→ **Entries supplied**:
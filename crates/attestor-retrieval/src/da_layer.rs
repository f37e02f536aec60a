//! HTTP client for the data-availability layer.

use crate::retriever::{PollOutcome, ProofSource};
use alloy_primitives::{Bytes, B256};
use async_trait::async_trait;
use attestor_types::{EncodedRequest, Proof, RoundId};
use reqwest::StatusCode;
use serde::{Deserialize, Serialize};
use std::time::Duration;
use tracing::debug;

const DEFAULT_TIMEOUT: Duration = Duration::from_secs(10);

/// Client for the layer's proof-by-request-round endpoint.
pub struct DaLayerClient {
	http: reqwest::Client,
	base_url: String,
	timeout: Duration,
}

#[derive(Debug, Serialize)]
#[serde(rename_all = "camelCase")]
struct ProofQuery {
	abi_encoded_request: String,
	round_id: u64,
}

// Both fields absent is the layer's explicit "not available" indicator
// for a round that has not finalized yet.
#[derive(Debug, Deserialize)]
struct ProofResponse {
	#[serde(default)]
	proof: Option<Vec<String>>,
	#[serde(default)]
	response_hex: Option<String>,
}

impl DaLayerClient {
	pub fn new(base_url: impl Into<String>) -> Self {
		Self {
			http: reqwest::Client::new(),
			base_url: base_url.into().trim_end_matches('/').to_string(),
			timeout: DEFAULT_TIMEOUT,
		}
	}

	pub fn with_timeout(mut self, timeout: Duration) -> Self {
		self.timeout = timeout;
		self
	}

	// Any 2xx body that is neither a proof nor the explicit
	// "not available" shape is treated as transient and retried.
	fn classify_body(body: &str) -> PollOutcome {
		let parsed: ProofResponse = match serde_json::from_str(body) {
			Ok(parsed) => parsed,
			Err(_) => {
				return PollOutcome::Transient(
					"unrecognized data-availability response".to_string(),
				)
			}
		};

		// Only the fully-empty shape means "round not finalized"; a body
		// with one of the two fields is ambiguous and gets retried.
		let (hashes, response_hex) = match (parsed.proof, parsed.response_hex) {
			(Some(hashes), Some(response_hex)) => (hashes, response_hex),
			(None, None) => return PollOutcome::NotYetFinalized,
			_ => {
				return PollOutcome::Transient(
					"partial data-availability response".to_string(),
				)
			}
		};

		let mut merkle_path = Vec::with_capacity(hashes.len());
		for hash in &hashes {
			match hash.parse::<B256>() {
				Ok(parsed) => merkle_path.push(parsed),
				Err(e) => {
					return PollOutcome::Transient(format!("malformed proof hash: {}", e));
				}
			}
		}

		let stripped = response_hex.strip_prefix("0x").unwrap_or(&response_hex);
		let response_payload = match hex::decode(stripped) {
			Ok(bytes) => Bytes::from(bytes),
			Err(e) => {
				return PollOutcome::Transient(format!("malformed response payload: {}", e));
			}
		};

		PollOutcome::Found(Proof {
			merkle_path,
			response_payload,
		})
	}
}

#[async_trait]
impl ProofSource for DaLayerClient {
	async fn query(&self, request: &EncodedRequest, round: RoundId) -> PollOutcome {
		let url = format!("{}/api/v1/fdc/proof-by-request-round-raw", self.base_url);
		let query = ProofQuery {
			abi_encoded_request: request.as_hex(),
			round_id: round.0,
		};

		debug!(%url, %round, "querying data-availability layer");

		let response = match self
			.http
			.post(&url)
			.timeout(self.timeout)
			.json(&query)
			.send()
			.await
		{
			Ok(response) => response,
			Err(e) => return PollOutcome::Transient(format!("request failed: {}", e)),
		};

		let status = response.status();
		if status == StatusCode::NOT_FOUND {
			return PollOutcome::NotYetFinalized;
		}
		if status.is_server_error() {
			return PollOutcome::Transient(format!("data-availability layer returned {}", status));
		}
		if !status.is_success() {
			let text = response.text().await.unwrap_or_default();
			return PollOutcome::Permanent(format!("{}: {}", status, text));
		}

		match response.text().await {
			Ok(body) => Self::classify_body(&body),
			Err(e) => PollOutcome::Transient(format!("failed to read response: {}", e)),
		}
	}
}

→ **Task**: Using the listing, filter for "RoundId" and return the matching lines.

→ **Answer to this problem**:
use attestor_types::{EncodedRequest, Proof, RoundId};
	async fn query(&self, request: &EncodedRequest, round: RoundId) -> PollOutcome {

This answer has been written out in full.